Often, it gets lumped in with faith and that’s not really accurate. Faith, you have some control over. You can choose to have faith, to believe, to trust. Hope just is what it is. I know this, because there have been times over the last three years that the last thing I would have chosen was to hope.
Nearly two years ago, my sweet friend Beth asked me to write up a post for her blog and I wrote about hope. You can find it here. That was one year into our most recent journey through infertility. I alluded to it, but didn’t share openly about what we were walking through. As we are now openly discussing our experiences, I’d love to share a few more thoughts.
Almost anyone I’ve spoken with about infertility who has experience with it has compared that experience to a roller coaster. It’s full of ups and downs. But this roller coaster is on repeat. It’s cyclical and repetitive and it feels impossible to have a break from it.
Hope is the up. It’s the thing telling you that maybe this will be the month. Hope makes you hyperaware of your body and noticing every shift and change that’s happening. Hope tells you that maybe that light period was actually implantation bleeding. Hope tells you to buy a pregnancy test. Hope is persistent and tenacious and exhausting.

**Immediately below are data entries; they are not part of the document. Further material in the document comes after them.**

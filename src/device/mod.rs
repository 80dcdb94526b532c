// SPDX-License-Identifier: MPL-2.0
// This Source Code Form is subject to the terms of the Mozilla Public
// License, v. 2.0. If a copy of the MPL was not distributed with this
// file, You can obtain one at https://mozilla.org/MPL/2.0/.

//! Device façades.
//!
//! [`Device`] binds a device identifier to a [`WebackClient`] and caches
//! the last fetched shadow and registry description. The typed models
//! [`CleanRobot`] and [`Thermostat`] decode the raw shadow into semantic
//! state and validate outgoing commands.
//!
//! ```no_run
//! use std::sync::Arc;
//! use weback_lib::{CleanRobot, Device, WebackClient};
//!
//! # async fn example() -> weback_lib::Result<()> {
//! let client = Arc::new(WebackClient::new("user@example.com", "password")?);
//!
//! let mut robot = CleanRobot::new(Device::new("robot-01", Arc::clone(&client)));
//! robot.update().await?;
//! println!("{} is {}", robot.nickname(), robot.state());
//!
//! robot.set_fan("Strong").await?;
//! robot.turn_on().await?;
//! # Ok(())
//! # }
//! ```

mod thermostat;
mod vacuum;

pub use thermostat::{
    TEMP_DISPLAY_DIVIDER, TEMP_MULTIPLIER, Thermostat, ThermostatShadow, WeeklySchedule, WorkMode,
    schedule_field,
};
pub use vacuum::{CleanMode, CleanRobot, FanSpeed, MopLevel, RobotState, VacuumShadow};

use std::sync::Arc;

use serde_json::Value;

use crate::WebackClient;
use crate::command::ShadowCommand;
use crate::error::{Error, ValueError};
use crate::gateway::{DeviceDescription, DeviceSummary, PublishAck};
use crate::shadow::Shadow;

/// A device of the account, with its cached shadow and description.
#[derive(Debug, Clone)]
pub struct Device {
    name: String,
    nickname: String,
    client: Arc<WebackClient>,
    shadow: Shadow,
    description: Option<DeviceDescription>,
}

impl Device {
    /// Creates a façade for the device `name`. The shadow starts empty until
    /// [`update`](Self::update) or [`with_shadow`](Self::with_shadow).
    #[must_use]
    pub fn new(name: impl Into<String>, client: Arc<WebackClient>) -> Self {
        let name = name.into();
        Self {
            nickname: name.clone(),
            name,
            client,
            shadow: Shadow::new(),
            description: None,
        }
    }

    /// Creates a façade from a device list entry.
    #[must_use]
    pub fn from_summary(summary: &DeviceSummary, client: Arc<WebackClient>) -> Self {
        Self::new(summary.name(), client).with_nickname(summary.nickname())
    }

    /// Sets the display name.
    #[must_use]
    pub fn with_nickname(mut self, nickname: impl Into<String>) -> Self {
        self.nickname = nickname.into();
        self
    }

    /// Uses an already fetched shadow instead of starting empty.
    #[must_use]
    pub fn with_shadow(mut self, shadow: Shadow) -> Self {
        self.shadow = shadow;
        self
    }

    /// Uses an already fetched description, skipping the registry lookup.
    #[must_use]
    pub fn with_description(mut self, description: DeviceDescription) -> Self {
        self.description = Some(description);
        self
    }

    /// Vendor device identifier.
    #[must_use]
    pub fn name(&self) -> &str {
        &self.name
    }

    /// Display name.
    #[must_use]
    pub fn nickname(&self) -> &str {
        &self.nickname
    }

    /// Last fetched shadow.
    #[must_use]
    pub fn shadow(&self) -> &Shadow {
        &self.shadow
    }

    /// Client used for every operation.
    #[must_use]
    pub fn client(&self) -> &Arc<WebackClient> {
        &self.client
    }

    /// Fetches the current shadow, replacing the cached one.
    ///
    /// # Errors
    ///
    /// Returns error if no session can be obtained or the device has no shadow.
    /// The cached shadow is left untouched on error.
    pub async fn update(&mut self) -> Result<&mut Self, Error> {
        self.shadow = self.client.shadow(&self.name).await?;
        tracing::debug!(device = %self.name, fields = self.shadow.len(), "Shadow updated");
        Ok(self)
    }

    /// Returns the registry description, fetching it on first use.
    ///
    /// # Errors
    ///
    /// Returns error if the description is not cached and the lookup fails.
    pub async fn description(&mut self) -> Result<&DeviceDescription, Error> {
        let description = match self.description.take() {
            Some(description) => description,
            None => self.client.describe_device(&self.name).await?,
        };
        Ok(&*self.description.insert(description))
    }

    /// Drops the cached description so the next call fetches it again.
    pub fn invalidate_description(&mut self) {
        self.description = None;
    }

    /// Publishes a desired-state command to the device.
    ///
    /// # Errors
    ///
    /// Returns error if no session can be obtained or the publish is rejected.
    pub async fn publish(&self, command: &ShadowCommand) -> Result<PublishAck, Error> {
        self.client.publish(&self.name, command).await
    }

    /// Publishes a command changing a single attribute.
    ///
    /// # Errors
    ///
    /// Returns error if no session can be obtained or the publish is rejected.
    pub async fn publish_single(
        &self,
        attribute: &str,
        value: impl Into<Value>,
    ) -> Result<PublishAck, Error> {
        self.publish(&ShadowCommand::single(attribute, value)).await
    }

    /// Builds the error for a command value outside `allowed`.
    #[must_use]
    pub fn invalid_value(value: &str, allowed: &[&'static str]) -> Error {
        ValueError::not_allowed(value, allowed).into()
    }
}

Because the fact that there’s an up, means that there’s a down. If I wasn’t experiencing hope, it wouldn’t be so disappointing. Let me tell you, statistics are not on my side. At this point, it looks like I have about a 3% chance of a spontaneous (no fertility interventions) pregnancy. And yet, I hope.
In part, I hope because of my faith. I believe God is able. I believe He is bigger than statistics. He’s the God of Hannah, Sarah, Elizabeth, Mary, Rachel, etc. This isn’t new and it’s not outside of His reach. In part, I hope because I desire to grow our family. Noah will be a kickass big brother. I so want that for him. Honestly, that’s been the thing that has kept me going through this.

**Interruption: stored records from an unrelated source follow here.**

// SPDX-License-Identifier: MPL-2.0
// This Source Code Form is subject to the terms of the Mozilla Public
// License, v. 2.0. If a copy of the MPL was not distributed with this
// file, You can obtain one at https://mozilla.org/MPL/2.0/.

//! Vendor login endpoint.

use reqwest::Client;
use serde::{Deserialize, Serialize};

use crate::error::{Error, ParseError, ProtocolError};

/// Value of `Request_Result` on a successful login.
pub const LOGIN_SUCCESS: &str = "success";

/// Login request body.
#[derive(Debug, Serialize)]
pub(crate) struct LoginRequest<'a> {
    #[serde(rename = "App_Version")]
    pub app_version: &'a str,
    /// Hex MD5 digest of the password.
    #[serde(rename = "Password")]
    pub password: String,
    #[serde(rename = "User_Account")]
    pub user_account: String,
}

/// Parsed response of the vendor login endpoint.
///
/// # Examples
///
/// ```
/// use weback_lib::protocol::login::AuthResult;
///
/// let json = r#"{
///     "Request_Result": "success",
///     "Region_Info": "eu-central-1",
///     "Identity_Id": "eu-central-1:1234",
///     "Token": "tok"
/// }"#;
/// let auth: AuthResult = serde_json::from_str(json).unwrap();
/// assert!(auth.is_success());
/// assert_eq!(auth.region().unwrap(), "eu-central-1");
/// ```
#[derive(Debug, Clone, Deserialize)]
pub struct AuthResult {
    #[serde(rename = "Request_Result", default)]
    request_result: Option<String>,

    #[serde(rename = "Fail_Reason", default)]
    fail_reason: Option<String>,

    #[serde(rename = "Region_Info", default)]
    region_info: Option<String>,

    #[serde(rename = "Identity_Id", default)]
    identity_id: Option<String>,

    #[serde(rename = "Token", default)]
    token: Option<String>,

    /// Token lifetime in seconds, when reported.
    #[serde(rename = "Token_Duration", default)]
    token_duration: Option<u64>,
}

impl AuthResult {
    /// Returns `true` if the vendor accepted the credentials.
    #[must_use]
    pub fn is_success(&self) -> bool {
        self.request_result.as_deref() == Some(LOGIN_SUCCESS)
    }

    /// Failure reason reported by the vendor.
    #[must_use]
    pub fn fail_reason(&self) -> Option<&str> {
        self.fail_reason.as_deref()
    }

    /// Region the account lives in.
    ///
    /// # Errors
    ///
    /// Returns `ParseError::MissingField` if the response has no region.
    pub fn region(&self) -> Result<&str, ParseError> {
        required(self.region_info.as_deref(), "Region_Info")
    }

    /// Federated identity id.
    ///
    /// # Errors
    ///
    /// Returns `ParseError::MissingField` if the response has no identity.
    pub fn identity_id(&self) -> Result<&str, ParseError> {
        required(self.identity_id.as_deref(), "Identity_Id")
    }

    /// Login token to exchange for session credentials.
    ///
    /// # Errors
    ///
    /// Returns `ParseError::MissingField` if the response has no token.
    pub fn token(&self) -> Result<&str, ParseError> {
        required(self.token.as_deref(), "Token")
    }

    /// Token lifetime in seconds.
    #[must_use]
    pub fn token_duration(&self) -> Option<u64> {
        self.token_duration
    }

    /// Turns a non-success response into an authentication error.
    pub(crate) fn into_checked(self) -> Result<Self, Error> {
        if self.is_success() {
            return Ok(self);
        }
        let reason = self
            .fail_reason
            .filter(|r| !r.is_empty())
            .or(self.request_result)
            .unwrap_or_else(|| "unknown failure".to_string());
        Err(Error::Authentication { reason })
    }
}

fn required<'a>(value: Option<&'a str>, field: &str) -> Result<&'a str, ParseError> {
    value.ok_or_else(|| ParseError::MissingField(field.to_string()))
}

/// Posts a login request and returns the parsed response, successful or not.
pub(crate) async fn send(
    http: &Client,
    url: &str,
    request: &LoginRequest<'_>,
) -> Result<AuthResult, Error> {
    tracing::debug!(url = %url, account = %request.user_account, "Sending login request");

    let response = http
        .post(url)
        .json(request)
        .send()
        .await
        .map_err(ProtocolError::Http)?;

    if !response.status().is_success() {
        return Err(ProtocolError::ConnectionFailed(format!(
            "HTTP {} - {}",
            response.status().as_u16(),
            response.status().canonical_reason().unwrap_or("Unknown")
        ))
        .into());
    }

    let body = response.text().await.map_err(ProtocolError::Http)?;
    let result: AuthResult = serde_json::from_str(&body).map_err(ParseError::Json)?;

    tracing::debug!(success = result.is_success(), "Received login response");

    Ok(result)
}

#[cfg(test)]
mod tests {
    use super::*;

    #[test]
    fn request_uses_vendor_field_names() {
        let request = LoginRequest {
            app_version: "android_3.9.3",
            password: "5f4dcc3b5aa765d61d8327deb882cf99".to_string(),
            user_account: "+7-5551234".to_string(),
        };
        let json = serde_json::to_value(&request).unwrap();
        assert_eq!(
            json,
            serde_json::json!({
                "App_Version": "android_3.9.3",
                "Password": "5f4dcc3b5aa765d61d8327deb882cf99",
                "User_Account": "+7-5551234"
            })
        );
    }

    #[test]
    fn failed_login_carries_reason() {
        let json = r#"{"Request_Result": "fail", "Fail_Reason": "UserNotExist"}"#;
        let result: AuthResult = serde_json::from_str(json).unwrap();
        assert!(!result.is_success());

        let err = result.into_checked().unwrap_err();
        match err {
            Error::Authentication { reason } => assert_eq!(reason, "UserNotExist"),
            other => panic!("unexpected error: {other}"),
        }
    }

    #[test]
    fn missing_fields_are_reported() {
        let json = r#"{"Request_Result": "success"}"#;
        let result: AuthResult = serde_json::from_str(json).unwrap();
        assert!(matches!(
            result.identity_id(),
            Err(ParseError::MissingField(f)) if f == "Identity_Id"
        ));
        assert!(result.token().is_err());
    }
}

A few months ago we did a round of IVF. For a couple of weeks I was giving myself injections every day. I think I peaked at 6 injections in one day. My stomach was bruised all over the place from all the different injection sites. I had to take a steroid every morning and that left me with extra energy and a little bit on edge. Every other morning I had to be at an appointment to check how my body was responding to the first part of IVF called stimulation. The injections are hormones that stimulate follicles (future eggs) to grow and mature. I walked into an office with about 15 other women and we all just waited to be called back. It could be anywhere from 45 minutes to an hour and a half before I left. Sometimes Noah was with me, sometimes he wasn’t. They did an internal ultrasound (I’ll let you work that one out) and drew blood. Then they’d give me a treatment protocol for the next couple of days. Eventually they did an egg retrieval, and then we waited. It was a lot.

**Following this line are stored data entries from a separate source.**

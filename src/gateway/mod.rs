// SPDX-License-Identifier: MPL-2.0
// This Source Code Form is subject to the terms of the Mozilla Public
// License, v. 2.0. If a copy of the MPL was not distributed with this
// file, You can obtain one at https://mozilla.org/MPL/2.0/.

//! Device gateway.
//!
//! The gateway performs every device operation on behalf of a [`Session`]:
//! device listing through the vendor's device manager function, registry
//! lookups, shadow reads and desired-state publishes on the data plane.
//!
//! Publishing is fire-and-forget. A successful [`DeviceGateway::publish`]
//! only means the transport accepted the payload.

mod types;

pub use types::{DeviceDescription, DeviceSummary, PublishAck};

use std::sync::Arc;

use reqwest::{Client, Response, StatusCode};
use serde::Deserialize;
use serde::de::DeserializeOwned;
use serde_json::json;

use crate::auth::Session;
use crate::command::ShadowCommand;
use crate::error::{Error, GatewayError, ParseError, ProtocolError};
use crate::protocol::ClientConfig;
use crate::protocol::aws::SignedRequest;
use crate::shadow::{Shadow, ShadowDocument};

const LAMBDA_SERVICE: &str = "lambda";
const IOT_SERVICE: &str = "iot";
const IOT_DATA_SERVICE: &str = "iotdata";
const DATA_ENDPOINT_TYPE: &str = "iot:Data-ATS";
const REQUEST_SUCCESS: &str = "success";

/// Delivery quality for publishes: at most once.
pub const PUBLISH_QOS: u8 = 0;

/// Returns the shadow update topic of a device.
///
/// # Examples
///
/// ```
/// assert_eq!(
///     weback_lib::gateway::update_topic("robot-1"),
///     "$aws/things/robot-1/shadow/update"
/// );
/// ```
#[must_use]
pub fn update_topic(thing: &str) -> String {
    format!("$aws/things/{thing}/shadow/update")
}

/// Performs device operations with an explicit session.
#[derive(Debug, Clone)]
pub struct DeviceGateway {
    http: Client,
    config: Arc<ClientConfig>,
}

#[derive(Deserialize)]
struct DeviceManagerResponse {
    #[serde(rename = "Request_Result", default)]
    request_result: Option<String>,
    #[serde(rename = "Fail_Reason", default)]
    fail_reason: Option<String>,
    #[serde(rename = "Request_Cotent", default)]
    request_content: Option<Vec<DeviceSummary>>,
}

#[derive(Deserialize)]
struct EndpointResponse {
    #[serde(rename = "endpointAddress")]
    endpoint_address: String,
}

impl DeviceGateway {
    /// Creates a gateway sharing an HTTP client and configuration.
    #[must_use]
    pub fn new(http: Client, config: Arc<ClientConfig>) -> Self {
        Self { http, config }
    }

    /// Lists the devices bound to the session's identity.
    ///
    /// # Errors
    ///
    /// Returns `GatewayError` if the device manager fails, rejects the query
    /// or answers without the device list.
    pub async fn list_devices(&self, session: &Session) -> Result<Vec<DeviceSummary>, Error> {
        let function = self.config.device_manager_function();
        let url = format!(
            "{}/2015-03-31/functions/{}/invocations",
            self.config.lambda_endpoint(session.region()),
            urlencoding::encode(function)
        );
        let payload = json!({
            "Device_Manager_Request": "query",
            "Identity_Id": session.identity_id(),
            "Region_Info": session.region(),
        });
        let body = serde_json::to_vec(&payload).map_err(ParseError::Json)?;

        let response = SignedRequest::post(LAMBDA_SERVICE, &url, body)
            .header("x-amz-invocation-type", "RequestResponse")
            .send(&self.http, session)
            .await?;

        let function_error = response
            .headers()
            .get("x-amz-function-error")
            .and_then(|v| v.to_str().ok())
            .map(str::to_string);
        let text = success_body(response).await?;

        if function_error.is_some() {
            return Err(GatewayError::FunctionError {
                function: function.to_string(),
                message: text,
            }
            .into());
        }

        let parsed: DeviceManagerResponse = malformed(serde_json::from_str(&text))?;
        if let Some(result) = parsed.request_result
            && result != REQUEST_SUCCESS
        {
            let reason = parsed.fail_reason.filter(|r| !r.is_empty()).unwrap_or(result);
            tracing::warn!(reason = %reason, "Device list query rejected");
            return Err(GatewayError::Rejected(reason).into());
        }

        let devices = parsed.request_content.ok_or_else(|| {
            GatewayError::MalformedResponse("missing Request_Cotent".to_string())
        })?;
        tracing::debug!(count = devices.len(), "Listed devices");
        Ok(devices)
    }

    /// Fetches registry metadata for a device.
    ///
    /// # Errors
    ///
    /// Returns `GatewayError` if the registry answers with an error or a
    /// malformed document.
    pub async fn describe_device(
        &self,
        name: &str,
        session: &Session,
    ) -> Result<DeviceDescription, Error> {
        let url = format!(
            "{}/things/{}",
            self.config.iot_endpoint(session.region()),
            urlencoding::encode(name)
        );
        let response = SignedRequest::get(IOT_SERVICE, &url)
            .send(&self.http, session)
            .await?;
        parse_json(response).await
    }

    /// Resolves the data-plane endpoint for the session's region.
    ///
    /// The endpoint is looked up again on every call, as it depends on
    /// the session.
    ///
    /// # Errors
    ///
    /// Returns `GatewayError` if the registry answers with an error or a
    /// malformed document.
    pub async fn resolve_data_endpoint(&self, session: &Session) -> Result<String, Error> {
        let url = format!(
            "{}/endpoint?endpointType={}",
            self.config.iot_endpoint(session.region()),
            urlencoding::encode(DATA_ENDPOINT_TYPE)
        );
        let response = SignedRequest::get(IOT_SERVICE, &url)
            .send(&self.http, session)
            .await?;
        let endpoint: EndpointResponse = parse_json(response).await?;

        let address = endpoint.endpoint_address.trim_end_matches('/');
        if address.starts_with("http://") || address.starts_with("https://") {
            Ok(address.to_string())
        } else {
            Ok(format!("https://{address}"))
        }
    }

    /// Fetches the reported state of a device.
    ///
    /// # Errors
    ///
    /// Returns `GatewayError::NoShadow` if the device has no shadow.
    pub async fn shadow(&self, name: &str, session: &Session) -> Result<Shadow, Error> {
        self.shadow_document(name, session)
            .await
            .map(ShadowDocument::into_reported)
    }

    /// Fetches the full shadow document of a device.
    ///
    /// # Errors
    ///
    /// Returns `GatewayError::NoShadow` if the device has no shadow.
    pub async fn shadow_document(
        &self,
        name: &str,
        session: &Session,
    ) -> Result<ShadowDocument, Error> {
        let endpoint = self.resolve_data_endpoint(session).await?;
        let url = format!("{endpoint}/things/{}/shadow", urlencoding::encode(name));

        let response = SignedRequest::get(IOT_DATA_SERVICE, &url)
            .send(&self.http, session)
            .await?;

        if response.status() == StatusCode::NOT_FOUND {
            return Err(GatewayError::NoShadow {
                thing: name.to_string(),
            }
            .into());
        }
        parse_json(response).await
    }

    /// Publishes a desired-state update to a device.
    ///
    /// Returns once the transport accepted the payload, without waiting for
    /// the device to apply it.
    ///
    /// # Errors
    ///
    /// Returns `GatewayError` if the data plane rejects the publish.
    pub async fn publish(
        &self,
        name: &str,
        command: &ShadowCommand,
        session: &Session,
    ) -> Result<PublishAck, Error> {
        let endpoint = self.resolve_data_endpoint(session).await?;
        let topic = update_topic(name);
        let url = format!(
            "{endpoint}/topics/{}?qos={PUBLISH_QOS}",
            urlencoding::encode(&topic)
        );
        let body = serde_json::to_vec(&command.envelope()).map_err(ParseError::Json)?;

        tracing::debug!(topic = %topic, desired = ?command.desired(), "Publishing desired state");

        let response = SignedRequest::post(IOT_DATA_SERVICE, &url, body)
            .send(&self.http, session)
            .await?;
        success_body(response).await?;

        Ok(PublishAck {
            topic,
            qos: PUBLISH_QOS,
        })
    }
}

async fn success_body(response: Response) -> Result<String, Error> {
    let status = response.status();
    let text = response.text().await.map_err(ProtocolError::Http)?;
    if !status.is_success() {
        return Err(GatewayError::Status {
            status: status.as_u16(),
            message: text,
        }
        .into());
    }
    Ok(text)
}

async fn parse_json<T: DeserializeOwned>(response: Response) -> Result<T, Error> {
    let text = success_body(response).await?;
    malformed(serde_json::from_str(&text))
}

fn malformed<T>(result: serde_json::Result<T>) -> Result<T, Error> {
    result.map_err(|e| GatewayError::MalformedResponse(e.to_string()).into())
}

#[cfg(test)]
mod tests {
    use super::*;

    #[test]
    fn topic_pattern() {
        assert_eq!(update_topic("abc"), "$aws/things/abc/shadow/update");
    }

    #[test]
    fn device_manager_response_keeps_vendor_field_name() {
        let json = r#"{"Request_Result": "success", "Request_Cotent": [{"Thing_Name": "t-1"}]}"#;
        let parsed: DeviceManagerResponse = serde_json::from_str(json).unwrap();
        let devices = parsed.request_content.unwrap();
        assert_eq!(devices[0].name(), "t-1");
    }

    #[test]
    fn device_manager_response_rejects_corrected_field_name() {
        let json = r#"{"Request_Content": [{"Thing_Name": "t-1"}]}"#;
        let parsed: DeviceManagerResponse = serde_json::from_str(json).unwrap();
        assert!(parsed.request_content.is_none());
    }
}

I believe that hope was a sustaining factor in that process. We were hopeful it would end with a pregnancy and infertility could be behind us, past tense. But this is not a pregnancy announcement. That story didn’t end with a baby.
It was devastating to find out that all of that work, all that my body had gone through, we had gone through as a family, that it was not a success. That was a far height from which to fall and it’s taking us some time to recover.
I don’t believe that God has allowed us to walk through infertility for the purpose of this blog. I don’t believe that everything happens for a reason. I am sorry if that’s an important part of your theology, but I just don’t believe it. I do, however, believe that God can redeem all things. And so I share my story for that reason. Some of you have walked through your own journey with hope and disappointment. Whether it’s infertility, marital issues, a prodigal child, etc., you’ve experienced the roller coaster of hope and disappointment. And if my story, someone else’s language for your experience, helps you feel a little bit less alone, a little bit more understood, well, I see redemption in that.